Figure 2: Wirecard's Kibana dashboard

Using the X-Pack alerting feature, we were also able to implement granular checks, which are carried out every five seconds. These new checks, combined with the clear data display in Kibana, have significantly reduced our teams' response times when problems do occur.

Thanks to Kibana's drill-down and filtering functionality, it is now much easier for us to analyze the root cause of errors, because all the information is stored centrally and can be easily correlated.


Figure 3: Monitoring with the Elastic Stack

Next steps

Our positive experience with the Elastic Stack has convinced us to further expand this system and integrate more features.

As a next step, we plan to send all the log files from our applications to Logstash/Elasticsearch via Filebeat. In combination with the LogTrail plugin for Kibana, we would then be able to view our logs in real time, without actually having to log into the server.

We want to make Kibana the "central cockpit" for our Operations teams, by displaying all of our data in a single view. This would simplify error analysis even more. In addition, we are planning to conduct a PoC for X-pack machine learning. We want to find out to what extent it could support us in monitoring transactions.

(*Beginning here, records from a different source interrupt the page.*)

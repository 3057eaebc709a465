//! External collaborators consumed by voice sessions
//!
//! The session core only tracks state; turning input into text and text
//! into a reply is delegated to implementations of the traits below.

mod llama;
mod local;

use std::sync::Arc;

use async_trait::async_trait;
use serde::{Deserialize, Serialize};
use thiserror::Error;
use tracing::info;

use crate::config::Config;
use crate::modes::Mode;

pub use llama::LlamaResponder;
pub use local::{PassthroughTranscriber, ScriptedResponder};

/// Raw input handed to the transcription service
#[derive(Debug, Clone, PartialEq, Eq)]
pub enum Input {
    /// Text typed by the user, bypassing audio capture
    Text(String),
    /// Opaque handle to captured audio (e.g. a recorded clip path)
    Audio(String),
}

/// Token accounting reported by the response generator
#[derive(Debug, Clone, Copy, Default, PartialEq, Eq, Serialize, Deserialize)]
pub struct TokenUsage {
    pub prompt_tokens: u32,
    pub completion_tokens: u32,
}

/// A generated reply
#[derive(Debug, Clone, PartialEq, Eq)]
pub struct Generated {
    pub text: String,
    pub usage: TokenUsage,
    /// Mode the generator thinks would suit the conversation better
    pub suggested_mode: Option<String>,
}

/// Failures reported by an external collaborator. Always fatal to the session.
#[derive(Debug, Clone, PartialEq, Eq, Error)]
pub enum BackendError {
    #[error("{service} failed: {message}")]
    Failed { service: &'static str, message: String },

    #[error("{service} timed out after {timeout_ms}ms")]
    Timeout { service: &'static str, timeout_ms: u64 },
}

/// Base code shared by every collaborator failure, timeouts included
pub const COLLABORATOR_ERROR: &str = "ExternalCollaboratorError";

impl BackendError {
    pub fn failed(service: &'static str, message: impl Into<String>) -> Self {
        BackendError::Failed {
            service,
            message: message.into(),
        }
    }

    /// Wire code. `TimeoutError` is a subcode of `ExternalCollaboratorError`.
    pub fn code(&self) -> &'static str {
        match self {
            BackendError::Failed { .. } => COLLABORATOR_ERROR,
            BackendError::Timeout { .. } => "TimeoutError",
        }
    }
}

/// Speech-to-text service
#[async_trait]
pub trait Transcriber: Send + Sync {
    async fn transcribe(&self, input: Input) -> Result<String, BackendError>;
}

/// Reply generator (LLM or otherwise)
#[async_trait]
pub trait ResponseGenerator: Send + Sync {
    async fn generate(&self, text: &str, mode: &Mode) -> Result<Generated, BackendError>;
}

/// The collaborators shared by every session
#[derive(Clone)]
pub struct Backends {
    pub transcriber: Arc<dyn Transcriber>,
    pub responder: Arc<dyn ResponseGenerator>,
}

impl Backends {
    pub fn new(transcriber: Arc<dyn Transcriber>, responder: Arc<dyn ResponseGenerator>) -> Self {
        Self {
            transcriber,
            responder,
        }
    }

    /// In-process collaborators that need no models
    pub fn local() -> Self {
        Self::new(Arc::new(PassthroughTranscriber), Arc::new(ScriptedResponder))
    }

    /// Use the llama.cpp server when one is configured, local collaborators otherwise
    pub fn from_config(config: &Config) -> Self {
        match &config.llm_url {
            Some(url) => {
                info!(%url, model = %config.llm_model, "using llama.cpp response generator");
                Self::new(
                    Arc::new(PassthroughTranscriber),
                    Arc::new(LlamaResponder::new(url, &config.llm_model)),
                )
            }
            None => {
                info!("no LLM configured, using scripted responses");
                Self::local()
            }
        }
    }
}
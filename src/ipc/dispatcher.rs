//! Control channel dispatcher
//!
//! Turns raw inbound frames into state machine calls. Every failure is
//! converted into exactly one `error` event; nothing is raised back into
//! the transport.

use std::sync::Arc;
use std::time::Duration;

use tracing::{debug, warn};

use crate::backend::Input;
use crate::error::SessionError;
use crate::events::{EventMessage, SessionStatus};
use crate::modes::{ModeRegistry, UnknownModeError};
use crate::state::{Completion, State, StateMachine, Step};

use super::protocol::{self, ControlMessage};

/// Dispatcher for one session's control channel
pub struct Dispatcher {
    session_id: String,
    machine: StateMachine,
}

impl Dispatcher {
    /// Create a dispatcher whose session starts `Idle` in `default_mode`
    pub fn new(
        session_id: impl Into<String>,
        registry: Arc<ModeRegistry>,
        default_mode: &str,
        listen_timeout: Option<Duration>,
    ) -> Result<Self, UnknownModeError> {
        let session_id = session_id.into();
        let mode = registry.resolve(default_mode)?;
        let machine = StateMachine::new(session_id.clone(), registry, mode, listen_timeout);

        Ok(Self {
            session_id,
            machine,
        })
    }

    pub fn session_id(&self) -> &str {
        &self.session_id
    }

    pub fn state(&self) -> State {
        self.machine.state()
    }

    pub fn mode(&self) -> &str {
        &self.machine.mode().name
    }

    /// Generation of the current state; requests from older ones are stale
    pub fn generation(&self) -> u64 {
        self.machine.generation()
    }

    pub fn is_stopped(&self) -> bool {
        self.machine.state() == State::Stopped
    }

    /// Process one raw inbound message to completion
    pub fn dispatch(&mut self, raw: &str) -> Step {
        let message = match protocol::decode(raw) {
            Ok(message) => message,
            Err(err) => return self.reject(err),
        };

        debug!(
            session_id = %self.session_id,
            kind = message.kind(),
            state = %self.machine.state(),
            "dispatching message"
        );

        match self.handle(message) {
            Ok(step) => step,
            Err(err) => self.reject(err),
        }
    }

    /// Apply the result of an external request
    pub fn complete(&mut self, completion: Completion) -> Step {
        self.machine.complete(completion)
    }

    /// Force the session into `Stopped`
    pub fn stop(&mut self) -> Step {
        self.machine.stop()
    }

    /// Report a message that never reached the state machine
    pub fn reject(&self, err: SessionError) -> Step {
        warn!(
            session_id = %self.session_id,
            code = err.code(),
            error = %err,
            "inbound message rejected"
        );
        Step::rejected(&err)
    }

    pub fn status(&self) -> SessionStatus {
        SessionStatus {
            session_id: self.session_id.clone(),
            version: env!("CARGO_PKG_VERSION").to_string(),
            state: self.machine.state(),
            mode: self.machine.mode().name.clone(),
            modes: self.machine.registry().list(),
            generation: self.machine.generation(),
        }
    }

    fn handle(&mut self, message: ControlMessage) -> Result<Step, SessionError> {
        match message {
            ControlMessage::VoiceStart { mode } => self.machine.start(&mode),
            ControlMessage::TextInput { text } => self.machine.input(Input::Text(text)),
            ControlMessage::AudioInput { handle } => self.machine.input(Input::Audio(handle)),
            ControlMessage::VoiceMode { mode } => self.machine.change_mode(&mode),
            ControlMessage::VoiceStop => Ok(self.machine.stop()),
            ControlMessage::Ping => Ok(Step::event(EventMessage::Pong)),
            ControlMessage::GetStatus => Ok(Step::event(EventMessage::Status(self.status()))),
        }
    }
}
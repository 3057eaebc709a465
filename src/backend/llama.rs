//! Response generator backed by a llama.cpp server
//!
//! Talks to the OpenAI-compatible `/v1/chat/completions` endpoint that
//! `llama-server` exposes.

use async_trait::async_trait;
use reqwest::Client;
use serde::Deserialize;
use serde_json::{json, Value};
use tracing::debug;

use super::{BackendError, Generated, ResponseGenerator, TokenUsage};
use crate::modes::Mode;

const SERVICE: &str = "response generator";

pub struct LlamaResponder {
    endpoint: String,
    model: String,
    client: Client,
}

#[derive(Debug, Deserialize)]
struct ChatCompletion {
    choices: Vec<Choice>,
    #[serde(default)]
    usage: Option<TokenUsage>,
}

#[derive(Debug, Deserialize)]
struct Choice {
    message: ChoiceMessage,
}

#[derive(Debug, Deserialize)]
struct ChoiceMessage {
    #[serde(default)]
    content: Option<String>,
}

impl LlamaResponder {
    pub fn new(base_url: &str, model: &str) -> Self {
        Self {
            endpoint: format!("{}/v1/chat/completions", base_url.trim_end_matches('/')),
            model: model.to_string(),
            client: Client::new(),
        }
    }

    fn request_body(&self, text: &str, mode: &Mode) -> Value {
        json!({
            "model": self.model,
            "stream": false,
            "messages": [
                { "role": "system", "content": mode.style.instructions() },
                { "role": "user", "content": text },
            ],
        })
    }
}

fn parse_completion(body: &str) -> Result<Generated, BackendError> {
    let completion: ChatCompletion = serde_json::from_str(body)
        .map_err(|e| BackendError::failed(SERVICE, format!("invalid completion body: {e}")))?;

    let text = completion
        .choices
        .into_iter()
        .next()
        .and_then(|choice| choice.message.content)
        .map(|content| content.trim().to_string())
        .filter(|content| !content.is_empty())
        .ok_or_else(|| BackendError::failed(SERVICE, "completion contained no text"))?;

    Ok(Generated {
        text,
        usage: completion.usage.unwrap_or_default(),
        suggested_mode: None,
    })
}

#[async_trait]
impl ResponseGenerator for LlamaResponder {
    async fn generate(&self, text: &str, mode: &Mode) -> Result<Generated, BackendError> {
        debug!(endpoint = %self.endpoint, mode = %mode, "requesting completion");

        let response = self
            .client
            .post(&self.endpoint)
            .json(&self.request_body(text, mode))
            .send()
            .await
            .map_err(|e| BackendError::failed(SERVICE, format!("request failed: {e}")))?;

        let status = response.status();
        let body = response
            .text()
            .await
            .map_err(|e| BackendError::failed(SERVICE, format!("failed to read body: {e}")))?;

        if !status.is_success() {
            return Err(BackendError::failed(SERVICE, format!("server returned {status}: {body}")));
        }

        parse_completion(&body)
    }
}
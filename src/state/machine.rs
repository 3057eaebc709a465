//! Core session state machine
//!
//! Handles transitions between Idle, Listening, Transcribing, Responding
//! and Stopped. External work is never performed here: transitions that
//! need it hand back a `Request`, and the result comes back later as a
//! `Completion` tagged with the generation it was issued under.

use std::sync::Arc;
use std::time::{Duration, Instant};

use serde::{Deserialize, Serialize};
use tracing::{debug, info, warn};

use crate::backend::{BackendError, Generated, Input};
use crate::error::SessionError;
use crate::events::EventMessage;
use crate::modes::{Mode, ModeRegistry};

/// The five possible states of a session
#[derive(Debug, Clone, Copy, PartialEq, Eq, Default, Serialize, Deserialize)]
#[serde(rename_all = "snake_case")]
pub enum State {
    /// Created, waiting for `voice_start`
    #[default]
    Idle,
    /// Waiting for the next input
    Listening,
    /// Input handed to the transcription service
    Transcribing,
    /// Transcript handed to the response generator
    Responding,
    /// Terminal; the session is destroyed after entering it
    Stopped,
}

impl std::fmt::Display for State {
    fn fmt(&self, f: &mut std::fmt::Formatter<'_>) -> std::fmt::Result {
        match self {
            State::Idle => write!(f, "idle"),
            State::Listening => write!(f, "listening"),
            State::Transcribing => write!(f, "transcribing"),
            State::Responding => write!(f, "responding"),
            State::Stopped => write!(f, "stopped"),
        }
    }
}

/// External work a transition asks for
#[derive(Debug, Clone, PartialEq, Eq)]
pub enum Request {
    Transcribe {
        generation: u64,
        input: Input,
    },
    Generate {
        generation: u64,
        text: String,
        mode: Arc<Mode>,
    },
    /// Fail the session if nothing arrives while listening
    ListenTimeout { generation: u64, after: Duration },
}

impl Request {
    pub fn generation(&self) -> u64 {
        match self {
            Request::Transcribe { generation, .. }
            | Request::Generate { generation, .. }
            | Request::ListenTimeout { generation, .. } => *generation,
        }
    }
}

/// Result of a `Request`, fed back into the machine
#[derive(Debug, Clone, PartialEq, Eq)]
pub enum Completion {
    Transcribed {
        generation: u64,
        text: String,
    },
    Responded {
        generation: u64,
        /// Mode the response was generated in
        mode: String,
        response: Generated,
    },
    Failed {
        generation: u64,
        error: BackendError,
    },
}

impl Completion {
    pub fn generation(&self) -> u64 {
        match self {
            Completion::Transcribed { generation, .. }
            | Completion::Responded { generation, .. }
            | Completion::Failed { generation, .. } => *generation,
        }
    }
}

/// Output of one transition: events in emission order, plus follow-up work
#[derive(Debug, Default)]
pub struct Step {
    pub events: Vec<EventMessage>,
    pub request: Option<Request>,
}

impl Step {
    pub fn event(event: EventMessage) -> Self {
        Self {
            events: vec![event],
            request: None,
        }
    }

    pub fn rejected(err: &SessionError) -> Self {
        Self::event(err.into())
    }

    pub fn is_empty(&self) -> bool {
        self.events.is_empty() && self.request.is_none()
    }
}

/// State machine for one voice session
pub struct StateMachine {
    session_id: String,
    state: State,
    mode: Arc<Mode>,
    registry: Arc<ModeRegistry>,
    /// Bumped on every transition; completions from older generations are stale
    generation: u64,
    listen_timeout: Option<Duration>,
    state_entered_at: Instant,
}

impl StateMachine {
    /// Create a machine in `Idle` with the given initial mode
    pub fn new(
        session_id: impl Into<String>,
        registry: Arc<ModeRegistry>,
        mode: Arc<Mode>,
        listen_timeout: Option<Duration>,
    ) -> Self {
        Self {
            session_id: session_id.into(),
            state: State::Idle,
            mode,
            registry,
            generation: 0,
            listen_timeout,
            state_entered_at: Instant::now(),
        }
    }

    pub fn state(&self) -> State {
        self.state
    }

    pub fn mode(&self) -> &Arc<Mode> {
        &self.mode
    }

    pub fn generation(&self) -> u64 {
        self.generation
    }

    pub fn registry(&self) -> &ModeRegistry {
        &self.registry
    }

    /// `idle --start--> listening`
    pub fn start(&mut self, mode: &str) -> Result<Step, SessionError> {
        match self.state {
            State::Idle => {}
            State::Stopped => return Err(SessionError::SessionStopped),
            state => {
                return Err(SessionError::InvalidState {
                    message: "voice_start",
                    state,
                })
            }
        }

        self.mode = self.registry.resolve(mode)?;

        let mut step = Step::event(EventMessage::VoiceStarted {
            mode: self.mode.name.clone(),
        });
        self.transition_to(State::Listening, &mut step);
        Ok(step)
    }

    /// `listening --input_received--> transcribing`
    pub fn input(&mut self, input: Input) -> Result<Step, SessionError> {
        let message = match input {
            Input::Text(_) => "text_input",
            Input::Audio(_) => "audio_input",
        };

        match self.state {
            State::Listening => {}
            State::Stopped => return Err(SessionError::SessionStopped),
            state => return Err(SessionError::InvalidState { message, state }),
        }

        let mut step = Step::default();
        self.transition_to(State::Transcribing, &mut step);
        step.request = Some(Request::Transcribe {
            generation: self.generation,
            input,
        });
        Ok(step)
    }

    /// `any --mode_change--> same state`
    pub fn change_mode(&mut self, mode: &str) -> Result<Step, SessionError> {
        if self.state == State::Stopped {
            return Err(SessionError::SessionStopped);
        }

        let mode = self.registry.resolve(mode)?;
        let previous = std::mem::replace(&mut self.mode, mode);

        info!(
            session_id = %self.session_id,
            from = %previous,
            to = %self.mode,
            state = %self.state,
            "mode changed"
        );

        Ok(Step::event(EventMessage::ModeChanged {
            mode: self.mode.name.clone(),
            previous: previous.name.clone(),
        }))
    }

    /// `any --stop--> stopped`. Stopping twice is a no-op that still acknowledges.
    pub fn stop(&mut self) -> Step {
        let mut step = Step::default();
        if self.state == State::Stopped {
            debug!(session_id = %self.session_id, "stop on stopped session");
            step.events.push(EventMessage::VoiceStopped);
        } else {
            self.transition_to(State::Stopped, &mut step);
        }
        step
    }

    /// Apply the result of an external request.
    ///
    /// Completions from a stale generation, or arriving after stop, are
    /// dropped without emitting anything.
    pub fn complete(&mut self, completion: Completion) -> Step {
        if self.state == State::Stopped || completion.generation() != self.generation {
            debug!(
                session_id = %self.session_id,
                generation = completion.generation(),
                current = self.generation,
                state = %self.state,
                "discarding stale completion"
            );
            return Step::default();
        }

        let mut step = Step::default();
        match (completion, self.state) {
            (Completion::Transcribed { text, .. }, State::Transcribing) => {
                step.events.push(EventMessage::VoiceTranscript { text: text.clone() });

                if text.trim().is_empty() {
                    debug!(session_id = %self.session_id, "empty transcript, listening again");
                    self.transition_to(State::Listening, &mut step);
                } else {
                    self.transition_to(State::Responding, &mut step);
                    step.request = Some(Request::Generate {
                        generation: self.generation,
                        text,
                        mode: Arc::clone(&self.mode),
                    });
                }
            }
            (Completion::Responded { mode, response, .. }, State::Responding) => {
                step.events.push(EventMessage::TextResponse {
                    text: response.text,
                    mode,
                    usage: response.usage,
                    suggested_mode: response.suggested_mode,
                });
                self.transition_to(State::Listening, &mut step);
            }
            (Completion::Failed { error, .. }, _) => {
                warn!(
                    session_id = %self.session_id,
                    %error,
                    state = %self.state,
                    "external collaborator failed"
                );
                let err = SessionError::from(error);
                step.events.push((&err).into());
                self.transition_to(State::Stopped, &mut step);
            }
            (completion, state) => {
                warn!(
                    session_id = %self.session_id,
                    ?completion,
                    %state,
                    "completion does not match state, ignoring"
                );
            }
        }
        step
    }

    /// Perform a state transition, appending its events to `step`
    fn transition_to(&mut self, new_state: State, step: &mut Step) {
        let old_state = self.state;
        let duration_ms = self.state_entered_at.elapsed().as_millis() as u64;

        self.generation += 1;
        self.state = new_state;
        self.state_entered_at = Instant::now();

        info!(
            session_id = %self.session_id,
            from = %old_state,
            to = %new_state,
            duration_ms = duration_ms,
            generation = self.generation,
            "state transition"
        );

        match new_state {
            State::Stopped => step.events.push(EventMessage::VoiceStopped),
            state => step.events.push(EventMessage::VoiceState { state }),
        }

        if let (State::Listening, Some(after)) = (new_state, self.listen_timeout) {
            step.request = Some(Request::ListenTimeout {
                generation: self.generation,
                after,
            });
        }
    }
}
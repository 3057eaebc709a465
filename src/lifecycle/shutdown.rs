//! Signal handling for graceful shutdown

use tokio::signal::unix::{signal, SignalKind};
use tracing::{debug, error};

/// Handles shutdown signals (SIGTERM, SIGINT)
pub struct ShutdownSignal;

impl ShutdownSignal {
    /// Create a new shutdown signal handler
    pub fn new() -> Self {
        Self
    }

    /// Wait for a shutdown signal.
    ///
    /// Falls back to Ctrl-C alone if SIGTERM cannot be registered.
    pub async fn wait(&self) {
        let mut sigterm = match signal(SignalKind::terminate()) {
            Ok(sigterm) => sigterm,
            Err(e) => {
                error!(?e, "failed to register SIGTERM handler");
                if let Err(e) = tokio::signal::ctrl_c().await {
                    error!(?e, "failed to listen for Ctrl-C");
                    std::future::pending::<()>().await;
                }
                return;
            }
        };

        tokio::select! {
            _ = sigterm.recv() => {
                debug!("received SIGTERM");
            }
            result = tokio::signal::ctrl_c() => {
                match result {
                    Ok(()) => debug!("received SIGINT"),
                    Err(e) => error!(?e, "failed to listen for Ctrl-C"),
                }
            }
        }
    }
}

impl Default for ShutdownSignal {
    fn default() -> Self {
        Self::new()
    }
}
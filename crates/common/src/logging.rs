//! Logging and tracing initialization.

use std::fs::OpenOptions;
use std::sync::Mutex;

use crate::config::LoggingConfig;
use crate::error::GazeResult;

/// Initialize the tracing subscriber with the given configuration.
///
/// `RUST_LOG` overrides the configured level. When `config.file` is set,
/// output is appended to that file instead of stderr.
pub fn init_logging(config: &LoggingConfig) -> GazeResult<()> {
    use tracing_subscriber::{fmt, EnvFilter};

    let env_filter =
        EnvFilter::try_from_default_env().unwrap_or_else(|_| EnvFilter::new(&config.level));

    // Thread names distinguish the sampler thread from callers.
    let builder = fmt::Subscriber::builder()
        .with_env_filter(env_filter)
        .with_target(true)
        .with_thread_names(true)
        .with_file(false)
        .with_line_number(false);

    match (&config.file, config.json) {
        (Some(path), json) => {
            if let Some(parent) = path.parent() {
                std::fs::create_dir_all(parent)?;
            }
            let file = OpenOptions::new().create(true).append(true).open(path)?;
            let writer = Mutex::new(file);
            if json {
                let subscriber = builder.json().with_writer(writer).finish();
                tracing::subscriber::set_global_default(subscriber).ok();
            } else {
                let subscriber = builder.with_ansi(false).with_writer(writer).finish();
                tracing::subscriber::set_global_default(subscriber).ok();
            }
        }
        (None, true) => {
            let subscriber = builder.json().finish();
            tracing::subscriber::set_global_default(subscriber).ok();
        }
        (None, false) => {
            let subscriber = builder.finish();
            tracing::subscriber::set_global_default(subscriber).ok();
        }
    }

    Ok(())
}
//! Clock and timing utilities for gaze sampling.
//!
//! Every gazetrack session is anchored to a monotonic epoch recorded when
//! tracking or recording starts. Time itself comes from a [`Clock`] so the
//! sampling loop can run against real time in production and against a
//! manually advanced clock in tests.

use std::sync::Mutex;
use std::time::{Duration, Instant};

/// Source of monotonic time.
pub trait Clock: Send + Sync {
    /// Current monotonic instant.
    fn now(&self) -> Instant;
}

/// Production clock backed by [`Instant::now`].
#[derive(Debug, Clone, Copy, Default)]
pub struct SystemClock;

impl Clock for SystemClock {
    fn now(&self) -> Instant {
        Instant::now()
    }
}

/// Test clock that only moves when told to.
#[derive(Debug)]
pub struct ManualClock {
    instant: Mutex<Instant>,
}

impl ManualClock {
    /// Create a manual clock starting at the current real instant.
    pub fn new() -> Self {
        Self {
            instant: Mutex::new(Instant::now()),
        }
    }

    /// Advance time by the given duration.
    pub fn advance(&self, duration: Duration) {
        let mut inst = self
            .instant
            .lock()
            .unwrap_or_else(std::sync::PoisonError::into_inner);
        *inst += duration;
    }

    /// Move time forward to `target`. Never moves backwards.
    pub fn advance_to(&self, target: Instant) {
        let mut inst = self
            .instant
            .lock()
            .unwrap_or_else(std::sync::PoisonError::into_inner);
        if target > *inst {
            *inst = target;
        }
    }
}

impl Default for ManualClock {
    fn default() -> Self {
        Self::new()
    }
}

impl Clock for ManualClock {
    fn now(&self) -> Instant {
        *self
            .instant
            .lock()
            .unwrap_or_else(std::sync::PoisonError::into_inner)
    }
}

/// The epoch of one tracking session.
///
/// Sample timestamps are whole milliseconds since [`SessionClock::epoch`].
#[derive(Debug, Clone)]
pub struct SessionClock {
    /// The instant the session started.
    epoch: Instant,

    /// Wall-clock time at epoch (ISO 8601 string).
    epoch_wall: String,
}

impl SessionClock {
    /// Start a session at the clock's current instant.
    pub fn start(clock: &dyn Clock) -> Self {
        Self {
            epoch: clock.now(),
            epoch_wall: chrono::Utc::now().to_rfc3339(),
        }
    }

    /// Whole milliseconds between the epoch and `now`, saturating at
    /// `u32::MAX` (about 49 days).
    pub fn elapsed_ms_at(&self, now: Instant) -> u32 {
        let ms = now.saturating_duration_since(self.epoch).as_millis();
        u32::try_from(ms).unwrap_or(u32::MAX)
    }

    /// Instant at which the tick after one stamped `elapsed_ms` is due.
    pub fn deadline(&self, elapsed_ms: u32, period_ms: u32) -> Instant {
        self.epoch + ms_to_duration(elapsed_ms) + ms_to_duration(period_ms)
    }

    /// The instant the session started.
    pub fn epoch(&self) -> Instant {
        self.epoch
    }

    /// Wall-clock time at session start.
    pub fn epoch_wall(&self) -> &str {
        &self.epoch_wall
    }
}

/// Convert whole milliseconds to a [`Duration`].
pub fn ms_to_duration(ms: u32) -> Duration {
    Duration::from_millis(u64::from(ms))
}

/// Convert a millisecond timestamp to seconds.
pub fn ms_to_secs(ms: u32) -> f64 {
    f64::from(ms) / 1000.0
}

#[cfg(test)]
mod tests {
    use super::*;

    #[test]
    fn test_manual_clock_only_moves_forward() {
        let clock = ManualClock::new();
        let start = clock.now();

        clock.advance(Duration::from_millis(5));
        assert_eq!(clock.now() - start, Duration::from_millis(5));

        clock.advance_to(start);
        assert_eq!(clock.now() - start, Duration::from_millis(5));

        clock.advance_to(start + Duration::from_millis(9));
        assert_eq!(clock.now() - start, Duration::from_millis(9));
    }

    #[test]
    fn test_session_elapsed_truncates_to_ms() {
        let clock = ManualClock::new();
        let session = SessionClock::start(&clock);

        clock.advance(Duration::from_micros(2_900));
        assert_eq!(session.elapsed_ms_at(clock.now()), 2);
    }

    #[test]
    fn test_session_elapsed_before_epoch_is_zero() {
        let clock = ManualClock::new();
        let earlier = clock.now();
        clock.advance(Duration::from_millis(3));
        let session = SessionClock::start(&clock);
        assert_eq!(session.elapsed_ms_at(earlier), 0);
    }

    #[test]
    fn test_deadline() {
        let clock = ManualClock::new();
        let session = SessionClock::start(&clock);
        let deadline = session.deadline(10, 1);
        assert_eq!(deadline - session.epoch(), Duration::from_millis(11));
    }

    #[test]
    fn test_system_clock_is_monotonic() {
        let clock = SystemClock;
        let a = clock.now();
        let b = clock.now();
        assert!(b >= a);
    }

    #[test]
    fn test_ms_to_secs() {
        assert!((ms_to_secs(1_500) - 1.5).abs() < 1e-12);
    }
}
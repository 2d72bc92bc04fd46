//! Timestamped gaze samples and stream metadata.

use gazetrack_common::clock::ms_to_secs;
use serde::{Deserialize, Serialize};

use crate::point::Point2D;

/// Milliseconds since the start of the current tracking session.
pub type TimestampMs = u32;

/// A single gaze position with its session timestamp.
#[derive(Debug, Clone, Copy, PartialEq, Default, Serialize, Deserialize)]
pub struct GazeSample {
    #[serde(flatten)]
    pub position: Point2D,

    /// Milliseconds since session start.
    #[serde(rename = "t")]
    pub timestamp_ms: TimestampMs,
}

impl GazeSample {
    pub fn new(position: Point2D, timestamp_ms: TimestampMs) -> Self {
        Self {
            position,
            timestamp_ms,
        }
    }

    /// Shorthand for `GazeSample::new(Point2D::new(x, y), t)`.
    pub fn at(x: f64, y: f64, timestamp_ms: TimestampMs) -> Self {
        Self::new(Point2D::new(x, y), timestamp_ms)
    }

    /// Timestamp as fractional seconds since session start.
    pub fn timestamp_secs(&self) -> f64 {
        ms_to_secs(self.timestamp_ms)
    }
}

/// Smoothed gaze velocity (units per second) and the time it refers to.
#[derive(Debug, Clone, Copy, PartialEq, Serialize, Deserialize)]
pub struct VelocityReading {
    pub velocity: Point2D,
    pub timestamp_ms: TimestampMs,
}

impl VelocityReading {
    /// Scalar speed (units per second).
    pub fn speed(&self) -> f64 {
        self.velocity.magnitude()
    }

    /// Direction of motion in degrees from the +y axis.
    pub fn direction_deg(&self) -> f64 {
        self.velocity.angle_deg()
    }
}

/// Metadata written at the top of a JSONL gaze stream.
#[derive(Debug, Clone, PartialEq, Serialize, Deserialize)]
pub struct GazeStreamHeader {
    /// Schema version for forward compatibility.
    pub schema_version: String,

    /// Wall-clock time at session start (ISO 8601).
    pub epoch_wall: String,

    /// Nominal sampling period (ms).
    pub sampling_period_ms: u32,

    /// Name of the gaze source that produced the stream.
    #[serde(default)]
    pub source: String,
}

impl GazeStreamHeader {
    pub const SCHEMA_VERSION: &'static str = "1.0";

    pub fn new(epoch_wall: impl Into<String>, sampling_period_ms: u32, source: &str) -> Self {
        Self {
            schema_version: Self::SCHEMA_VERSION.to_string(),
            epoch_wall: epoch_wall.into(),
            sampling_period_ms,
            source: source.to_string(),
        }
    }
}
//! gazetrack Common Utilities
//!
//! Shared infrastructure for all gazetrack crates:
//! - Error types and result aliases
//! - Clock abstraction and session epochs
//! - Tracing/logging initialization
//! - Configuration loading

pub mod clock;
pub mod config;
pub mod error;
pub mod logging;

pub use clock::*;
pub use config::*;
pub use error::*;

Jan Krynojewski is Head of Service Delivery Acquiring Processing for Wirecard Technologies GmbH. Before joining Wirecard, he worked as an Application / DevOps engineer, where he acquired his many years of experience in the area of monitoring and automation.

Since early 2016, he has been in charge of implementing central business monitoring systems, with the aim of providing distributed, operational teams with a unified view of the system landscape and foster more effective collaboration.